The conservatives responded to the defection by refusing to sign on to any part of the Roberts decision, even though they were in agreement on some parts.
The reports say that Roberts initially voted in conference with the conservatives – giving himself as the most senior justice on that side the presumptive majority opinion. Roberts was generally viewed as a lock for the conservatives as opposed to the more moderate Kennedy.
As I said in my USA Today column, I credit Roberts to ruling as he believed was correct — regardless of the backlash or popularity. I simply do not see the consistent line of principle in the rationales.
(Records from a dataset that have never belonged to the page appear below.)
//! Tavily HTTP contract tests against a local mock server

mod common;

use common::{sample_response, TestFixture};
use serde_json::json;
use std::time::Duration;
use tavily_tools::config::Config;
use tavily_tools::search::providers::TavilySearchProvider;
use tavily_tools::search::{ExportOptions, SearchClient, SearchError, SearchOptions, SearchProvider};
use wiremock::matchers::{body_partial_json, header, method, path};
use wiremock::{Mock, MockServer, ResponseTemplate};

const TEST_KEY: &str = "tvly-test-0123456789abcdef";

fn provider(server: &MockServer) -> TavilySearchProvider {
    TavilySearchProvider::new(TEST_KEY, Duration::from_secs(5))
        .unwrap()
        .with_base_url(server.uri())
}

fn config(server: &MockServer, fixture: &TestFixture) -> Config {
    Config {
        api_key: TEST_KEY.to_string(),
        api_base: server.uri(),
        results_save_path: fixture.path().display().to_string(),
        search_timeout: 5,
        ..Config::default()
    }
}

async fn mount_status(server: &MockServer, status: u16, body: &str) {
    Mock::given(method("POST"))
        .and(path("/search"))
        .respond_with(ResponseTemplate::new(status).set_body_string(body))
        .mount(server)
        .await;
}

#[tokio::test]
async fn test_successful_search_sends_key_and_options() {
    let server = MockServer::start().await;
    Mock::given(method("POST"))
        .and(path("/search"))
        .and(header("authorization", format!("Bearer {TEST_KEY}").as_str()))
        .and(body_partial_json(json!({
            "query": "deepseek",
            "max_results": 5,
            "include_answer": true
        })))
        .respond_with(ResponseTemplate::new(200).set_body_json(sample_response()))
        .expect(1)
        .mount(&server)
        .await;

    let options = SearchOptions {
        max_results: 5,
        ..SearchOptions::default()
    };
    let raw = provider(&server).search("deepseek", &options).await.unwrap();
    assert_eq!(raw["results"].as_array().unwrap().len(), 2);
}

#[tokio::test]
async fn test_unauthorized_maps_to_invalid_key() {
    let server = MockServer::start().await;
    mount_status(&server, 401, r#"{"detail":{"error":"Unauthorized"}}"#).await;

    let err = provider(&server).search("rust", &SearchOptions::default()).await.unwrap_err();
    assert!(matches!(err, SearchError::InvalidApiKey), "got {err:?}");
}

#[tokio::test]
async fn test_too_many_requests_maps_to_rate_limit() {
    let server = MockServer::start().await;
    mount_status(&server, 429, "slow down").await;

    let err = provider(&server).search("rust", &SearchOptions::default()).await.unwrap_err();
    assert!(matches!(err, SearchError::RateLimitExceeded), "got {err:?}");
}

#[tokio::test]
async fn test_plan_limit_maps_to_quota_exceeded() {
    let server = MockServer::start().await;
    mount_status(&server, 432, "plan limit reached").await;

    let err = provider(&server).search("rust", &SearchOptions::default()).await.unwrap_err();
    match err {
        SearchError::QuotaExceeded(body) => assert!(body.contains("plan limit reached")),
        other => panic!("expected QuotaExceeded, got {other:?}"),
    }
}

#[tokio::test]
async fn test_server_error_carries_status_and_redacted_body() {
    let server = MockServer::start().await;
    mount_status(&server, 500, &format!("boom for key {TEST_KEY}")).await;

    let err = provider(&server).search("rust", &SearchOptions::default()).await.unwrap_err();
    match err {
        SearchError::ApiError(message) => {
            assert!(message.starts_with("HTTP 500"), "got {message}");
            assert!(!message.contains(TEST_KEY));
            assert!(message.contains("tvly-***REDACTED***"));
        }
        other => panic!("expected ApiError, got {other:?}"),
    }
}

#[tokio::test]
async fn test_client_records_history_only_on_success() {
    let fixture = TestFixture::new();
    let server = MockServer::start().await;
    Mock::given(method("POST"))
        .and(path("/search"))
        .and(body_partial_json(json!({"query": "deepseek"})))
        .respond_with(ResponseTemplate::new(200).set_body_json(sample_response()))
        .mount(&server)
        .await;
    Mock::given(method("POST"))
        .and(path("/search"))
        .and(body_partial_json(json!({"query": "broken"})))
        .respond_with(ResponseTemplate::new(429))
        .mount(&server)
        .await;

    let mut client = SearchClient::from_config(&config(&server, &fixture)).unwrap();
    let options = SearchOptions::default();

    let response = client.search("deepseek", &options).await.unwrap();
    assert_eq!(response.query(), "deepseek");
    assert_eq!(response.results().len(), 2);

    assert!(client.search("broken", &options).await.is_err());

    let entries = client.history().entries();
    assert_eq!(entries.len(), 1);
    assert_eq!(entries[0].query, "deepseek");
    assert_eq!(entries[0].results_count, 2);
}

#[tokio::test]
async fn test_body_without_results_is_invalid_response() {
    let fixture = TestFixture::new();
    let server = MockServer::start().await;
    Mock::given(method("POST"))
        .and(path("/search"))
        .respond_with(ResponseTemplate::new(200).set_body_json(json!({"query": "rust"})))
        .mount(&server)
        .await;

    let mut client = SearchClient::from_config(&config(&server, &fixture)).unwrap();
    let err = client.search("rust", &SearchOptions::default()).await.unwrap_err();
    assert!(matches!(err, SearchError::InvalidResponse(_)), "got {err:?}");
    assert!(client.history().is_empty());
}

#[tokio::test]
async fn test_search_and_format_exports_to_output_dir() {
    let fixture = TestFixture::new();
    let server = MockServer::start().await;
    Mock::given(method("POST"))
        .and(path("/search"))
        .respond_with(ResponseTemplate::new(200).set_body_json(sample_response()))
        .mount(&server)
        .await;

    let mut client = SearchClient::from_config(&config(&server, &fixture)).unwrap();
    let export = ExportOptions {
        save_json: true,
        save_html: true,
        html_title: None,
    };
    let run = client
        .search_and_format("deepseek", &SearchOptions::default(), &export)
        .await
        .unwrap();

    assert_eq!(run.exports.len(), 2);
    assert!(run.exports.iter().all(|outcome| outcome.result.is_ok()));
    assert_eq!(fixture.file_names().len(), 2);

    let report = run.quality();
    assert_eq!((report.total, report.high, report.medium, report.low), (2, 1, 1, 0));
}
I have previously expressed my disagreement with the Roberts opinion on federalism grounds. This will certainly be one of his most famous opinions, but I would not call it one of his best. The opinion seems to me to be hopelessly conflicted and inconsistent. After denouncing the use of the Commerce Clause to justify the law as a claim without a limiting principle, he embraced a view of the tax authority that sweeping and potentially limitless under this “functional approach.” He expressly states that tax authority can be used to simply influence decisions of citizens.
Moreover, I do not get the widespread view that this opinion showed Roberts breaking away from the rigid 5-4 split of the Court saving its credibility. This was a 5–4 decision that was heavily splintered. This is the only time that Roberts has joined a 5-4 decision on the side of the liberal justices. I do not see how this is such a roaring victory for collegiality or unity. What I do see is another example of why we need to expand this Court. As expected it can down to one justice — in this case a justice who literally flipped the result in the final stretch of the deliberations. With only 9 nines, individual concurrences can undermine the clarity or meaning of such a decision. The reason I wrote the earlier column (and a longer piece) on the expansion proposal in the Post — the follow up column in the Guardian — was because the momentous decisions this week shows the dangers of this concentration of power — a concentration that other leading nations avoid. I would have felt the same way if the result were flipped — as many of us expected.
With a larger court, it is certainly possible to have a 9-8 split (many people missed the fact that I proposed a 19 member Court in the hopes of returning to two justices serving by designation each year on lower courts). However, the experience with both appellate courts sitting en banc and foreign high courts show that these alliances are more fluid and less predicable. I am scheduled to discuss this proposal on NPR’s Talk of the Nation today.